Henry brought her a cup of black coffee.

‘I’ve put some whisky in it,’ he said. ‘You’re as pale as a star, and look frightened. What is it?’

‘Nothing. I’m just tired.’

Henry bent his dark head and whispered:

‘Dinah?’

‘Yes.’

‘I’ll talk to Father on Saturday night when he’s flushed with his dubious triumphs. Did you get my letter?’

Dinah’s hand floated to her breast.

‘Darling,’ whispered Henry. ‘Yours, too. We can’t wait any longer. After tomorrow?’

‘After tomorrow,’ murmured Dinah.

CHAPTER 7 Vignettes

‘I have sinned,’ said Miss Prentice, ‘in thought, word and deed by my fault, by my own fault, by my most grievous fault. Especially I accuse myself that since that last confession, which was a month ago, I have sinned against my neighbour. I have harboured evil suspicions of those with whom I have come in contact, accusing them in my heart of adultery, unfaithfulness and disobedience to their parents. I have judged my sister-woman in my heart and condemned her. I have listened many times to evil reports of a woman, and because I could not in truth say that I did not believe them –’

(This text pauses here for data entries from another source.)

//! Configuration issues.
//!
//! Loading never fails on a questionable value; it is reported as a
//! [`ConfigIssue`] and the caller decides whether to abort.

/// Severity level of a configuration issue.
#[derive(Debug, Clone, Copy, PartialEq, Eq)]
pub enum Severity {
    /// Fatal: the configuration cannot work at all.
    Error,
    /// Non-fatal: the configuration works but may not behave as expected.
    Warning,
}

/// Identifies a specific configuration issue.
#[derive(Debug, Clone, PartialEq, Eq)]
pub enum ConfigIssueCode {
    /// A field holds a value outside its known set.
    InvalidEnumValue {
        field: String,
        value: String,
        valid_values: Vec<String>,
    },
    /// A model name is empty.
    EmptyModelName { field: String },
    /// An `[agents.<name>]` table names no known agent.
    UnknownAgent { name: String },
    /// A backend is missing a field it requires.
    MissingField { field: String },
}

/// A detected issue in the configuration.
#[derive(Debug, Clone)]
pub struct ConfigIssue {
    pub severity: Severity,
    pub code: ConfigIssueCode,
    pub message: String,
}

impl ConfigIssue {
    pub fn warning(code: ConfigIssueCode, message: impl Into<String>) -> Self {
        Self {
            severity: Severity::Warning,
            code,
            message: message.into(),
        }
    }

    pub fn error(code: ConfigIssueCode, message: impl Into<String>) -> Self {
        Self {
            severity: Severity::Error,
            code,
            message: message.into(),
        }
    }

    pub fn is_error(&self) -> bool {
        self.severity == Severity::Error
    }
}
//! Infrastructure layer for aura-chain
//!
//! This crate contains adapters that implement the ports defined
//! in the application layer: the Gemini reasoning service, capability
//! agent backends, the run journal, dataset loading, and configuration
//! file loading.

pub mod agents;
pub mod config;
pub mod dataset;
pub mod gemini;
pub mod logging;
pub mod reasoning;

// Re-export commonly used types
pub use agents::{ConfiguredAgentFactory, HttpAgent, ReasoningAgent};
pub use config::{
    AgentBackend, ConfigLoader, FileAgentEntry, FileAgentsConfig, FileConfig, FileJournalConfig,
    FileModeConfig, FileOutputConfig, FilePlannerConfig, FileReasoningConfig,
};
pub use dataset::{DatasetError, LoadedDataset, LocalDatasetLoader};
pub use gemini::{GeminiConfig, GeminiError, GeminiReasoningService};
pub use logging::JsonlRunJournal;
pub use reasoning::{FALLBACK_TEXT, FallbackReasoningService};
use std::time::Duration;

use async_trait::async_trait;
use reqwest::header::{HeaderMap, HeaderValue, AUTHORIZATION};
use serde::Deserialize;
use serde_json::json;
use thiserror::Error;
use tracing::debug;

use crate::prompt::RecapPrompt;

#[derive(Debug, Error)]
pub enum TextGenError {
    #[error("text generation request failed: {0}")]
    Http(#[from] reqwest::Error),
    #[error("text generation returned {status}: {body}")]
    Status { status: u16, body: String },
    #[error("text generation returned no content")]
    Empty,
    #[error("invalid text generation configuration: {0}")]
    Config(String),
}

#[async_trait]
pub trait TextGenerator: Send + Sync {
    fn model(&self) -> &str;
    async fn generate(&self, prompt: &RecapPrompt) -> Result<String, TextGenError>;
}

/// OpenAI-compatible `chat/completions` client.
#[derive(Debug, Clone)]
pub struct ChatCompletionClient {
    client: reqwest::Client,
    base_url: String,
    model: String,
}

#[derive(Debug, Deserialize)]
struct CompletionResponse {
    #[serde(default)]
    choices: Vec<Choice>,
}

#[derive(Debug, Deserialize)]
struct Choice {
    message: ChoiceMessage,
}

#[derive(Debug, Deserialize)]
struct ChoiceMessage {
    #[serde(default)]
    content: Option<String>,
}

impl ChatCompletionClient {
    pub fn new(
        base_url: impl Into<String>,
        api_key: &str,
        model: impl Into<String>,
        timeout: Duration,
    ) -> Result<Self, TextGenError> {
        let mut headers = HeaderMap::new();
        let bearer = HeaderValue::from_str(&format!("Bearer {api_key}"))
            .map_err(|e| TextGenError::Config(e.to_string()))?;
        headers.insert(AUTHORIZATION, bearer);
        let client = reqwest::Client::builder()
            .default_headers(headers)
            .timeout(timeout)
            .build()?;
        Ok(Self {
            client,
            base_url: base_url.into().trim_end_matches('/').to_string(),
            model: model.into(),
        })
    }
}

fn first_content(response: CompletionResponse) -> Result<String, TextGenError> {
    response
        .choices
        .into_iter()
        .next()
        .and_then(|choice| choice.message.content)
        .filter(|text| !text.trim().is_empty())
        .ok_or(TextGenError::Empty)
}

#[async_trait]
impl TextGenerator for ChatCompletionClient {
    fn model(&self) -> &str {
        &self.model
    }

    async fn generate(&self, prompt: &RecapPrompt) -> Result<String, TextGenError> {
        let body = json!({
            "model": self.model,
            "messages": [
                {"role": "system", "content": prompt.system},
                {"role": "user", "content": prompt.context},
            ],
        });
        debug!(model = %self.model, context_chars = prompt.context.len(), "requesting recap text");
        let response = self
            .client
            .post(format!("{}/chat/completions", self.base_url))
            .json(&body)
            .send()
            .await?;
        let status = response.status();
        if !status.is_success() {
            let body = response.text().await.unwrap_or_default();
            return Err(TextGenError::Status {
                status: status.as_u16(),
                body: body.chars().take(500).collect(),
            });
        }
        first_content(response.json().await?)
    }
}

‘Do not seek to excuse rather than to condemn yourself,’ said the rector from behind the Norman confessional that his bishop allowed him to use. ‘Condemn only your own erring heart. You have encouraged and connived at scandal. Go on.’

There was a brief silence.

‘I accuse myself that I have committed sins of omission, not performing what I believed to be my bounden Christian duty to the sick, not warning one whom I believe to be in danger of great unhappiness.’

The rector heard Miss Prentice turn a page of the notebook where she wrote her confessions. ‘I know what she’s getting at,’ he thought miserably. But because he was a sincere and humble man, he prayed: ‘Oh, God, give me the strength of mind to tackle this woman. Amen.’

Miss Prentice cleared her throat in a subdued manner and began again. ‘I have consorted with a woman whom I believe to be of evil nature, knowing that by doing so I may have seemed to connive in sin.’